I think what we are discussing could be described as ‘experiential illumination’. This is light that forms the basis of how a venue is illuminated but can also form part of the overall experience of a space. It facilitates what happens on stage, or on the pitch, or in the exhibition space to ripple out to all areas of the venue. It can be interacted with by the stage lighting designers or synced with Audio Visual soundscapes to create a fully immersive experience, but it remains as a hard-wired system which, when needed, can provide safety and security lighting.
[Experiential illumination] is light that forms the basis of how a venue is illuminated but can also form part of the overall experience of a space
It is not just venues which could use the ‘experiential illumination’ approach. It is a great way of attracting people to spaces, announcing sites and creating distinct brands.
The Spinnaker Tower sits on the mouth of Portsmouth harbour and acts as a beacon for incoming ships and the community that it proudly announces. In 2019 we were commissioned to re-consider the illumination of the tower which proved to be a great opportunity to test the interactive and emotive power of light as a way of enhancing a city’s brand.
The solution is more responsive than ever before, allowing greater manipulation of light through user-friendly interfaces. The re-light has reinvigorated the harbour and the local community and re-instated the tower as a destination for Portsmouth and its proud naval heritage.
And it doesn’t have to be to the detriment of the environment. At the design stage we started discussing informal environmental risk assessments that allowed us to assess and measure the impacts. If a solution was negative in terms of impact, we didn’t consider it. We were able to illuminate Spinnaker Tower using less energy and creating less spilled upward light due to the more controlled nature of the LED sources.
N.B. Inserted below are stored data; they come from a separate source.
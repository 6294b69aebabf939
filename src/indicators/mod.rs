// Technical indicators module
// Sliding-window VWAP with a standard-deviation channel

pub mod vwap;

pub use vwap::{PriceVolumeSample, WindowedVwap};
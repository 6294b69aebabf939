use super::{position_size, Strategy};
use crate::config::validate_target_percent;
use crate::error::Result;
use crate::execution::{Broker, Notification, OrderEvent, OrderHandle, OrderLifecycle};
use crate::models::{Bar, EquityPoint, OrderSide};

/// Buy-and-Hold baseline strategy
///
/// Used as a baseline to compare against the channel strategy.
///
/// Strategy:
/// - Buy `target_percent` of equity whenever flat with no order in flight
/// - Hold indefinitely (never sells)
#[derive(Debug)]
pub struct BuyAndHoldStrategy {
    target_percent: f64,
    lifecycle: OrderLifecycle,
    equity_curve: Vec<EquityPoint>,
}

impl BuyAndHoldStrategy {
    pub fn new(target_percent: f64) -> Result<Self> {
        validate_target_percent(target_percent)?;
        Ok(Self {
            target_percent,
            lifecycle: OrderLifecycle::new(),
            equity_curve: Vec::new(),
        })
    }
}

impl Strategy for BuyAndHoldStrategy {
    fn name(&self) -> &str {
        "BuyAndHold"
    }

    fn on_bar(&mut self, bar: &Bar, broker: &mut dyn Broker) -> Result<Option<OrderHandle>> {
        let equity = broker.current_equity();
        self.equity_curve.push(EquityPoint {
            timestamp: bar.timestamp,
            equity,
        });

        if self.lifecycle.is_pending() || !broker.current_position().is_flat() {
            return Ok(None);
        }

        let size = position_size(equity, self.target_percent, bar.close)?;
        tracing::info!("Buying {} @ {:.2} and holding", size, bar.close);
        self.lifecycle
            .submit(broker, OrderSide::Buy, size)
            .map(Some)
    }

    fn on_notify(&mut self, notification: &Notification) -> Option<OrderEvent> {
        self.lifecycle.on_notify(notification)
    }

    fn equity_curve(&self) -> &[EquityPoint] {
        &self.equity_curve
    }
}
// Order execution module
pub mod broker;
pub mod order;

pub use broker::Broker;
pub use order::{
    FailureReason, LifecycleState, Notification, Order, OrderEvent, OrderHandle, OrderLifecycle,
    OrderStatus,
};
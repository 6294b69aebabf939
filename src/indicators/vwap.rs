use std::collections::VecDeque;

use chrono::NaiveDate;

use crate::config::VwapConfig;
use crate::error::Result;
use crate::models::{Bar, ChannelState};

/// One (price, volume) observation held by the window
#[derive(Debug, Clone, Copy, PartialEq)]
pub struct PriceVolumeSample {
    pub price: f64,
    pub volume: f64,
}

impl PriceVolumeSample {
    fn price_volume(&self) -> f64 {
        self.price * self.volume
    }
}

/// Sliding-window Volume Weighted Average Price with a standard-deviation channel
///
/// VWAP = Σ(price × volume) / Σ(volume) over the last `period` bars.
/// The channel is `vwap ± std_dev_mult × σ`, where σ is the population
/// standard deviation of the sample prices in the same window.
///
/// Running sums are updated on push and evict, so the VWAP costs O(1) per
/// update and σ costs O(period). The sums are rebuilt from the window when an
/// evicted sample carries at least half of either sum, and after every
/// `period` evictions, so cancellation error cannot build up.
#[derive(Debug, Clone)]
pub struct WindowedVwap {
    config: VwapConfig,
    window: VecDeque<PriceVolumeSample>,
    cum_volume: f64,
    cum_price_volume: f64,
    // Samples in the window with non-zero volume
    volume_samples: usize,
    evictions_since_resync: usize,
    session: Option<NaiveDate>,
}

impl WindowedVwap {
    pub fn new(config: VwapConfig) -> Result<Self> {
        config.validate()?;
        Ok(Self {
            window: VecDeque::with_capacity(config.period + 1),
            config,
            cum_volume: 0.0,
            cum_price_volume: 0.0,
            volume_samples: 0,
            evictions_since_resync: 0,
            session: None,
        })
    }

    /// Feed one bar and return the channel for it
    ///
    /// An invalid bar leaves the indicator untouched.
    pub fn update(&mut self, bar: &Bar) -> Result<ChannelState> {
        bar.validate()?;

        let sample = PriceVolumeSample {
            price: if self.config.use_typical_price {
                bar.typical_price()
            } else {
                bar.close
            },
            volume: bar.volume,
        };

        if self.config.reset_daily {
            let session = bar.session();
            if self.session != Some(session) {
                if self.session.is_some() {
                    tracing::debug!("New session {}, resetting VWAP window", session);
                }
                self.clear();
                self.session = Some(session);
            }
        }

        self.push(sample);

        let vwap = if self.cum_volume > 0.0 {
            self.cum_price_volume / self.cum_volume
        } else {
            sample.price
        };

        let channel = match self.std_dev() {
            Some(std_dev) => ChannelState {
                vwap,
                upper: vwap + self.config.std_dev_mult * std_dev,
                lower: vwap - self.config.std_dev_mult * std_dev,
            },
            None => ChannelState::flat(vwap),
        };

        tracing::trace!(
            "VWAP {:.4} [{:.4}, {:.4}] over {} bars",
            channel.vwap,
            channel.lower,
            channel.upper,
            self.window.len()
        );

        Ok(channel)
    }

    /// Clear every accumulator and the recorded session
    pub fn reset(&mut self) {
        self.clear();
        self.session = None;
    }

    fn clear(&mut self) {
        self.window.clear();
        self.cum_volume = 0.0;
        self.cum_price_volume = 0.0;
        self.volume_samples = 0;
        self.evictions_since_resync = 0;
    }

    fn push(&mut self, sample: PriceVolumeSample) {
        self.window.push_back(sample);
        let mut resync = false;

        if self.window.len() > self.config.period {
            if let Some(old) = self.window.pop_front() {
                if old.volume != 0.0 {
                    self.volume_samples -= 1;
                }

                // Subtracting a dominant sample cancels catastrophically
                let dominant = (old.volume > 0.0 && 2.0 * old.volume >= self.cum_volume)
                    || (old.price_volume() != 0.0
                        && 2.0 * old.price_volume().abs() >= self.cum_price_volume.abs());
                self.evictions_since_resync += 1;
                resync = dominant || self.evictions_since_resync >= self.config.period;

                if !resync {
                    self.cum_volume -= old.volume;
                    self.cum_price_volume -= old.price_volume();
                }
            }
        }

        if resync {
            self.resync();
        } else {
            self.cum_volume += sample.volume;
            self.cum_price_volume += sample.price_volume();
        }
        if sample.volume != 0.0 {
            self.volume_samples += 1;
        }

        // Drop float residue left behind by evictions once no volume remains
        if self.volume_samples == 0 {
            self.cum_volume = 0.0;
            self.cum_price_volume = 0.0;
        }
    }

    /// Rebuild both running sums from the samples in the window
    fn resync(&mut self) {
        self.cum_volume = self.window.iter().map(|s| s.volume).sum();
        self.cum_price_volume = self.window.iter().map(|s| s.price_volume()).sum();
        self.evictions_since_resync = 0;
    }

    /// Population standard deviation of window prices, None below two samples
    fn std_dev(&self) -> Option<f64> {
        let n = self.window.len();
        if n < 2 {
            return None;
        }

        let mean = self.window.iter().map(|s| s.price).sum::<f64>() / n as f64;
        let variance = self
            .window
            .iter()
            .map(|s| {
                let diff = s.price - mean;
                diff * diff
            })
            .sum::<f64>()
            / n as f64;

        Some(variance.sqrt())
    }

    pub fn config(&self) -> &VwapConfig {
        &self.config
    }

    pub fn period(&self) -> usize {
        self.config.period
    }

    pub fn len(&self) -> usize {
        self.window.len()
    }

    pub fn is_empty(&self) -> bool {
        self.window.is_empty()
    }

    pub fn cum_volume(&self) -> f64 {
        self.cum_volume
    }

    pub fn cum_price_volume(&self) -> f64 {
        self.cum_price_volume
    }

    /// Samples currently in the window, oldest first
    pub fn samples(&self) -> impl Iterator<Item = &PriceVolumeSample> {
        self.window.iter()
    }
}
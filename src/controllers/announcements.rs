use axum::{
    extract::State,
    response::IntoResponse,
    routing::{get, patch},
    Json, Router,
};
use chrono::Utc;
use std::sync::Arc;
use tracing::info;

use super::{created, deleted, patch_document, updated};
use crate::error::AppResult;
use crate::middleware::{AdminUser, AuthUser, DocumentId, ValidatedJson};
use crate::models::{Announcement, AnnouncementPatch, NewAnnouncement};
use crate::store::{Collection, DocumentStoreExt, Filter, Record, Update};
use crate::AppState;

pub fn routes() -> Router<Arc<AppState>> {
    Router::new()
        .route("/announcements", get(list_announcements).post(create_announcement))
        .route(
            "/announcements/{id}",
            patch(update_announcement).delete(delete_announcement),
        )
}

// GET /announcements
async fn list_announcements(
    State(state): State<Arc<AppState>>,
    _user: AuthUser,
) -> AppResult<Json<Vec<Record<Announcement>>>> {
    let announcements = state
        .store
        .find_records(Collection::Announcements, &Filter::All)
        .await?;
    Ok(Json(announcements))
}

// POST /announcements
async fn create_announcement(
    State(state): State<Arc<AppState>>,
    admin: AdminUser,
    ValidatedJson(req): ValidatedJson<NewAnnouncement>,
) -> AppResult<impl IntoResponse> {
    let announcement = req.into_announcement(admin.user.email.clone(), Utc::now());
    let outcome = state
        .store
        .insert_record(Collection::Announcements, &announcement)
        .await?;

    info!("Announcement {} posted by {}", outcome.inserted_id, admin.user.email);
    Ok(created(outcome))
}

// PATCH /announcements/{id}
async fn update_announcement(
    State(state): State<Arc<AppState>>,
    admin: AdminUser,
    DocumentId(id): DocumentId,
    ValidatedJson(req): ValidatedJson<AnnouncementPatch>,
) -> AppResult<impl IntoResponse> {
    let set = patch_document(&req)?;
    let outcome = state
        .store
        .update_one(Collection::Announcements, &Filter::Id(id), &Update::set(set))
        .await?;
    info!("Announcement {} edited by {}", id, admin.user.email);
    updated(outcome, "Announcement")
}

// DELETE /announcements/{id}
async fn delete_announcement(
    State(state): State<Arc<AppState>>,
    admin: AdminUser,
    DocumentId(id): DocumentId,
) -> AppResult<impl IntoResponse> {
    let outcome = state
        .store
        .delete_one(Collection::Announcements, &Filter::Id(id))
        .await?;
    info!("Announcement {} removed by {}", id, admin.user.email);
    deleted(outcome, "Announcement")
}
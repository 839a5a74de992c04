use async_trait::async_trait;
use std::collections::HashMap;
use tokio::sync::RwLock;
use uuid::Uuid;

use super::{
    Collection, DeleteOutcome, Document, DocumentStore, Filter, InsertOutcome, StoreError,
    StoreResult, StoredDocument, Update, UpdateOutcome,
};

/// Process-local store. Documents keep insertion order per collection.
#[derive(Debug, Default)]
pub struct MemoryDocumentStore {
    collections: RwLock<HashMap<Collection, Vec<StoredDocument>>>,
}

impl MemoryDocumentStore {
    pub fn new() -> Self {
        Self::default()
    }
}

// Mirrors the partial unique indexes on the Postgres side
fn unique_field(collection: Collection) -> Option<&'static str> {
    match collection {
        Collection::Users => Some("email"),
        Collection::Coupons => Some("code"),
        _ => None,
    }
}

fn check_unique(docs: &[StoredDocument], collection: Collection, candidate: &StoredDocument) -> StoreResult<()> {
    let Some(field) = unique_field(collection) else {
        return Ok(());
    };
    let Some(value) = candidate.body.get(field) else {
        return Ok(());
    };
    let taken = docs
        .iter()
        .any(|d| d.id != candidate.id && d.body.get(field) == Some(value));
    if taken {
        return Err(StoreError::Duplicate(format!("{collection}.{field} = {value}")));
    }
    Ok(())
}

#[async_trait]
impl DocumentStore for MemoryDocumentStore {
    async fn insert(&self, collection: Collection, body: Document) -> StoreResult<InsertOutcome> {
        let doc = StoredDocument { id: Uuid::new_v4(), body };
        let mut collections = self.collections.write().await;
        let docs = collections.entry(collection).or_default();
        check_unique(docs, collection, &doc)?;
        let inserted_id = doc.id;
        docs.push(doc);
        Ok(InsertOutcome { inserted_id })
    }

    async fn find(&self, collection: Collection, filter: &Filter) -> StoreResult<Vec<StoredDocument>> {
        let collections = self.collections.read().await;
        Ok(collections
            .get(&collection)
            .map(|docs| docs.iter().filter(|d| filter.matches(d)).cloned().collect())
            .unwrap_or_default())
    }

    async fn find_one(
        &self,
        collection: Collection,
        filter: &Filter,
    ) -> StoreResult<Option<StoredDocument>> {
        let collections = self.collections.read().await;
        Ok(collections
            .get(&collection)
            .and_then(|docs| docs.iter().find(|d| filter.matches(d)).cloned()))
    }

    async fn update_one(
        &self,
        collection: Collection,
        filter: &Filter,
        update: &Update,
    ) -> StoreResult<UpdateOutcome> {
        let mut collections = self.collections.write().await;
        let docs = collections.entry(collection).or_default();
        let Some(index) = docs.iter().position(|d| filter.matches(d)) else {
            return Ok(UpdateOutcome::default());
        };

        let mut updated = docs[index].clone();
        let changed = update.apply(&mut updated.body);
        check_unique(docs, collection, &updated)?;
        docs[index] = updated;

        Ok(UpdateOutcome {
            matched_count: 1,
            modified_count: u64::from(changed),
            upserted_id: None,
        })
    }

    async fn upsert_one(
        &self,
        collection: Collection,
        filter: &Filter,
        update: &Update,
        on_insert: Document,
    ) -> StoreResult<UpdateOutcome> {
        let mut collections = self.collections.write().await;
        let docs = collections.entry(collection).or_default();

        if let Some(index) = docs.iter().position(|d| filter.matches(d)) {
            let mut updated = docs[index].clone();
            let changed = update.apply(&mut updated.body);
            check_unique(docs, collection, &updated)?;
            docs[index] = updated;
            return Ok(UpdateOutcome {
                matched_count: 1,
                modified_count: u64::from(changed),
                upserted_id: None,
            });
        }

        let mut body = filter.seed();
        body.extend(on_insert);
        update.apply(&mut body);
        let doc = StoredDocument { id: Uuid::new_v4(), body };
        check_unique(docs, collection, &doc)?;
        let upserted_id = doc.id;
        docs.push(doc);

        Ok(UpdateOutcome {
            matched_count: 0,
            modified_count: 0,
            upserted_id: Some(upserted_id),
        })
    }

    async fn delete_one(&self, collection: Collection, filter: &Filter) -> StoreResult<DeleteOutcome> {
        let mut collections = self.collections.write().await;
        let docs = collections.entry(collection).or_default();
        let deleted_count = match docs.iter().position(|d| filter.matches(d)) {
            Some(index) => {
                docs.remove(index);
                1
            }
            None => 0,
        };
        Ok(DeleteOutcome { deleted_count })
    }

    async fn count(&self, collection: Collection, filter: &Filter) -> StoreResult<u64> {
        let collections = self.collections.read().await;
        Ok(collections
            .get(&collection)
            .map(|docs| docs.iter().filter(|d| filter.matches(d)).count() as u64)
            .unwrap_or(0))
    }

    async fn ping(&self) -> StoreResult<()> {
        Ok(())
    }
}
Light as a global branding tool
In a world of experiences, light is a powerful tool for connecting spaces and places with local and national communities. The Spinnaker Tower forms part of Portsmouth’s annual events calendar with light shows to suit. It celebrates Pride, Breast Cancer Awareness, Remembrance Day and others. It has appeared in yellow as part of Children in Need and as a backdrop to Ant & Dec’s Saturday Night Takeaway. The local community can apply to have specific colours for various celebrations. The illumination of the tower puts brand Portsmouth on the map.
Illuminated architecture now forms part of the communication network, with buildings sending messages of solidarity around the world following major events. We connect with them and they connect with us. It brings new meaning to the phrase; ‘if these walls could talk’.
Whether it is involving a venue in celebrating performance, or a piece of placemaking architecture which responds to a global community, light is the medium that facilitates.
And ‘experiential illumination’ is the methodology – the ethos – that enables it.